Approach #2 involves coming up with a concept that will be a sure-fire draw, and then committing to whatever prep-work is needed to make the program a success .  I have a name for this type of programming, at least in my head.  Cue the sparkly letters, I call it…Dest ProgA destination program is the reason why most of your program participants visit the library that day.  It is an activity that gets penciled into the family calendar and doesn’t get crossed out.  We don’t offer these programs frequently as others, but when we do, we can count on a healthy turnout, which justifies the extra planning and prep-work we do to make the experience worth the trip.  By the way, I am totally jealous of you libraries who can schedule a craft or writing program or show a movie, and get at least 15 kids to show up.  That’s not my library.

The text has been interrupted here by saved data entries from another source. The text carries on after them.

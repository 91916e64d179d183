// ABOUTME: Builds the day -> meal -> food attribution tree for a single nutrient
// ABOUTME: Leaves carry food citations; parents hold the ordered sum of their children
//
// Licensed under either of Apache License, Version 2.0 or MIT License at your option.
// Copyright ©2025 Async-IO.org

//! Nutrient Trace Builder
//!
//! The tree is rebuilt on every call. Node values are summed in the same
//! order the aggregator uses, so the root value is bit-identical to
//! `day_nutrition(..).facts.get(field)`. Dangling references become
//! zero-valued placeholder nodes instead of disappearing from the tree.

use super::nutrition_aggregator::food_nutrition;
use crate::models::{
    DataIntegrityWarning, DayPlan, FoodLedger, Meal, MealCatalog, MealSlot, NutrientField,
    NutrientTrace, TraceLevel,
};
use serde::{Deserialize, Serialize};
use tracing::{debug, warn};

/// Name given to a food node whose id is not in the ledger
pub const UNKNOWN_FOOD_NAME: &str = "Unknown";

/// A day's attribution tree together with the defects met while building it
#[derive(Debug, Clone, PartialEq, Serialize, Deserialize)]
pub struct TracedDay {
    /// Root node at day level
    pub trace: NutrientTrace,
    /// Dangling references that became placeholder nodes
    pub warnings: Vec<DataIntegrityWarning>,
}

/// Build the attribution tree of `field` for one day
#[must_use]
pub fn build_day_trace(
    day: &DayPlan,
    meals: &MealCatalog,
    foods: &FoodLedger,
    field: NutrientField,
) -> TracedDay {
    let unit = field.unit();
    let mut warnings = Vec::new();

    let meal_nodes = day
        .meal_refs()
        .map(|(slot, meal_id)| match meals.get(meal_id) {
            Some(meal) => meal_node(meal, slot, foods, field, &mut warnings),
            None => {
                let warning = DataIntegrityWarning::MissingMeal {
                    day: day.day,
                    slot,
                    meal_id: meal_id.to_owned(),
                };
                warn!(day = day.day, slot = %slot, meal_id = %meal_id, "{warning}");
                warnings.push(warning);
                NutrientTrace::branch(TraceLevel::Meal, meal_id, slot.label(), unit, Vec::new())
            }
        })
        .collect();

    let trace = NutrientTrace::branch(
        TraceLevel::Day,
        format!("day-{}", day.day),
        format!("Day {}", day.day),
        unit,
        meal_nodes,
    );

    debug!(
        day = day.day,
        nutrient = %field,
        value = trace.value,
        "Nutrient trace built"
    );

    TracedDay { trace, warnings }
}

fn meal_node(
    meal: &Meal,
    slot: MealSlot,
    foods: &FoodLedger,
    field: NutrientField,
    warnings: &mut Vec<DataIntegrityWarning>,
) -> NutrientTrace {
    let unit = field.unit();
    let food_nodes = meal
        .components
        .iter()
        .map(|component| {
            let name_prefix = format!("{}x ", component.quantity);
            match foods.get(&component.food_id) {
                Some(food) => {
                    let value = food_nutrition(food, component.quantity).get(field);
                    NutrientTrace::leaf(
                        &food.id,
                        format!("{name_prefix}{}", food.name),
                        value,
                        unit,
                    )
                    .with_citation(&food.source_url, food.source_number)
                }
                None => {
                    let warning = DataIntegrityWarning::MissingFood {
                        meal_id: meal.id.clone(),
                        food_id: component.food_id.clone(),
                    };
                    warn!(meal_id = %meal.id, food_id = %component.food_id, "{warning}");
                    warnings.push(warning);
                    NutrientTrace::leaf(
                        &component.food_id,
                        format!("{name_prefix}{UNKNOWN_FOOD_NAME}"),
                        0.0,
                        unit,
                    )
                }
            }
        })
        .collect();

    NutrientTrace::branch(TraceLevel::Meal, &meal.id, slot.label(), unit, food_nodes)
}
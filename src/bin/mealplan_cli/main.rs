// ABOUTME: mealplan-cli - command-line front end for the meal plan nutrition dashboard
// ABOUTME: Weekly summaries, day breakdowns, nutrient traces, validation, and plan comparison
//
// SPDX-License-Identifier: MIT OR Apache-2.0
// Copyright (c) 2025 Pierre Fitness Intelligence
//!
//! Usage:
//! ```bash
//! # Weekly overview of the original plan against the bulking targets
//! mealplan-cli summary
//!
//! # Same for the optimized plan while cutting
//! mealplan-cli --plan optimized summary --phase cutting
//!
//! # Meals and totals of day 3
//! mealplan-cli day 3
//!
//! # Where does day 2's protein come from?
//! mealplan-cli trace 2 protein
//!
//! # Regression-check the plan against the published figures (exit code 1 on failure)
//! mealplan-cli validate
//!
//! # Original vs optimized weekly averages
//! mealplan-cli compare
//!
//! # Micronutrient adequacy from an intake table
//! mealplan-cli micronutrients intake.json
//! ```

mod commands;
mod helpers;

use std::path::PathBuf;
use std::process::ExitCode;

use anyhow::Context;
use clap::{Parser, Subcommand};
use mealplan_dashboard::{
    config::DashboardConfig,
    dataset::load_dataset,
    intelligence::DietPhase,
    logging::LoggingConfig,
    models::{NutrientField, PlanVariant},
};
use tracing::{error, info};

#[derive(Parser)]
#[command(
    name = "mealplan-cli",
    about = "Meal plan nutrition dashboard",
    long_about = "Nutrition rollups, nutrient traceability, and reference validation for a 7-day meal plan."
)]
struct Cli {
    #[command(subcommand)]
    command: Command,

    /// Directory holding foodReferences.json, meals.json, and weeklyPlan.json
    #[arg(long, global = true)]
    data_dir: Option<PathBuf>,

    /// Plan variant (original or optimized)
    #[arg(long, global = true)]
    plan: Option<PlanVariant>,

    /// Enable debug logging
    #[arg(long, short = 'v', global = true)]
    verbose: bool,
}

#[non_exhaustive]
#[derive(Subcommand)]
enum Command {
    /// Weekly average, daily totals, macro split, and target comparison
    Summary {
        /// Diet phase (bulking or cutting)
        #[arg(long)]
        phase: Option<DietPhase>,
    },

    /// Meals and totals of one day
    Day {
        /// Day index, 1-7
        #[arg(value_parser = clap::value_parser!(u8).range(1..=7))]
        day: u8,
    },

    /// Attribution tree of one nutrient for one day
    Trace {
        /// Day index, 1-7
        #[arg(value_parser = clap::value_parser!(u8).range(1..=7))]
        day: u8,

        /// Nutrient (calories, protein, fat, saturatedFat, carbs, fiber, sodium, cholesterol)
        nutrient: NutrientField,

        /// Print the tree as JSON
        #[arg(long)]
        json: bool,
    },

    /// Run every plan check against the published reference figures
    Validate,

    /// Compare original and optimized weekly averages
    Compare,

    /// Micronutrient adequacy from an intake table
    Micronutrients {
        /// JSON object of daily intake keyed by nutrient (vitaminD, iron, ...)
        intake: PathBuf,
    },
}

#[tokio::main]
async fn main() -> anyhow::Result<ExitCode> {
    let cli = Cli::parse();

    LoggingConfig::from_env()
        .verbose(cli.verbose)
        .init()
        .context("Failed to initialize logging")?;

    let phase_override = match &cli.command {
        Command::Summary { phase } => *phase,
        _ => None,
    };
    let config = DashboardConfig::from_env()?.with_overrides(cli.data_dir, cli.plan, phase_override);

    if let Command::Micronutrients { intake } = &cli.command {
        commands::micronutrients::run(intake).await?;
        return Ok(ExitCode::SUCCESS);
    }

    info!(data_dir = %config.data_dir.display(), "Loading dataset");
    let dataset = match load_dataset(&config.data_dir).await {
        Ok(dataset) => dataset,
        Err(e) => {
            error!(error = %e, "Dataset could not be loaded");
            return Err(e.into());
        }
    };

    let variant = config.plan_variant;
    match cli.command {
        Command::Summary { .. } => commands::summary::run(&dataset, variant, config.diet_phase),
        Command::Day { day } => commands::day::run(&dataset, variant, day)?,
        Command::Trace {
            day,
            nutrient,
            json,
        } => commands::trace::run(&dataset, variant, day, nutrient, json)?,
        Command::Validate => {
            if !commands::validate::run(&dataset, variant) {
                return Ok(ExitCode::FAILURE);
            }
        }
        Command::Compare => commands::compare::run(&dataset),
        Command::Micronutrients { .. } => {}
    }

    Ok(ExitCode::SUCCESS)
}
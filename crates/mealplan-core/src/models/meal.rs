// ABOUTME: Meal catalog entry definitions
// ABOUTME: MealComponent (food reference with serving multiplier), Meal, and the MealSlot order
//
// SPDX-License-Identifier: MIT OR Apache-2.0
// Copyright (c) 2025 Pierre Fitness Intelligence

use crate::errors::{AppError, AppResult};
use serde::{Deserialize, Serialize};
use std::fmt;
use std::str::FromStr;

/// A meal-slot position within a day
///
/// Slots are always visited in the fixed order of [`MealSlot::ALL`].
#[derive(Debug, Clone, Copy, PartialEq, Eq, Hash, PartialOrd, Ord, Serialize, Deserialize)]
#[serde(rename_all = "lowercase")]
pub enum MealSlot {
    /// Breakfast
    Breakfast,
    /// Lunch
    Lunch,
    /// Dinner
    Dinner,
    /// First snack
    Snack1,
    /// Second snack
    Snack2,
}

impl MealSlot {
    /// All slots in aggregation and display order
    pub const ALL: [Self; 5] = [
        Self::Breakfast,
        Self::Lunch,
        Self::Dinner,
        Self::Snack1,
        Self::Snack2,
    ];

    /// Wire name
    #[must_use]
    pub const fn key(&self) -> &'static str {
        match self {
            Self::Breakfast => "breakfast",
            Self::Lunch => "lunch",
            Self::Dinner => "dinner",
            Self::Snack1 => "snack1",
            Self::Snack2 => "snack2",
        }
    }

    /// Display label
    #[must_use]
    pub const fn label(&self) -> &'static str {
        match self {
            Self::Breakfast => "Breakfast",
            Self::Lunch => "Lunch",
            Self::Dinner => "Dinner",
            Self::Snack1 => "Snack 1",
            Self::Snack2 => "Snack 2",
        }
    }
}

impl fmt::Display for MealSlot {
    fn fmt(&self, f: &mut fmt::Formatter<'_>) -> fmt::Result {
        f.write_str(self.key())
    }
}

impl FromStr for MealSlot {
    type Err = AppError;

    fn from_str(s: &str) -> AppResult<Self> {
        Self::ALL
            .into_iter()
            .find(|slot| slot.key().eq_ignore_ascii_case(s.trim()))
            .ok_or_else(|| AppError::invalid_input(format!("Unknown meal slot '{s}'")))
    }
}

/// One food reference inside a meal
#[derive(Debug, Clone, PartialEq, Serialize, Deserialize)]
#[serde(rename_all = "camelCase")]
pub struct MealComponent {
    /// Food ledger key
    pub food_id: String,
    /// Multiplier of one serving (0 means the ingredient is omitted)
    pub quantity: f64,
}

impl MealComponent {
    /// Create a component
    pub fn new(food_id: impl Into<String>, quantity: f64) -> Self {
        Self {
            food_id: food_id.into(),
            quantity,
        }
    }
}

/// A named meal composed of weighted food references
#[derive(Debug, Clone, PartialEq, Serialize, Deserialize)]
pub struct Meal {
    /// Unique key within the catalog
    pub id: String,
    /// Display name
    pub name: String,
    /// Informational category tag; aggregation ignores it
    #[serde(rename = "type")]
    pub category: MealSlot,
    /// Components in declared order
    pub components: Vec<MealComponent>,
}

Programs built around popular book series are obvious destination programs, and I try to do one every summer.  Earlier this year, a colleague gave me two gift copies of Art2-D2’s Guide to Folding and Drawing, and I immediately decided I would do an Origami Yoda program this summer and raffle off the books as door prizes.  The program happened last Tuesday, we had an attendance of 45, and it was a ton o’ fun!  Here’s the rundown…

Ambiance

I made posters of the three Origami Yoda books by printing out the covers using the color printer and gluing them together.  You can do this in Microsoft Publisher using the banner-making function.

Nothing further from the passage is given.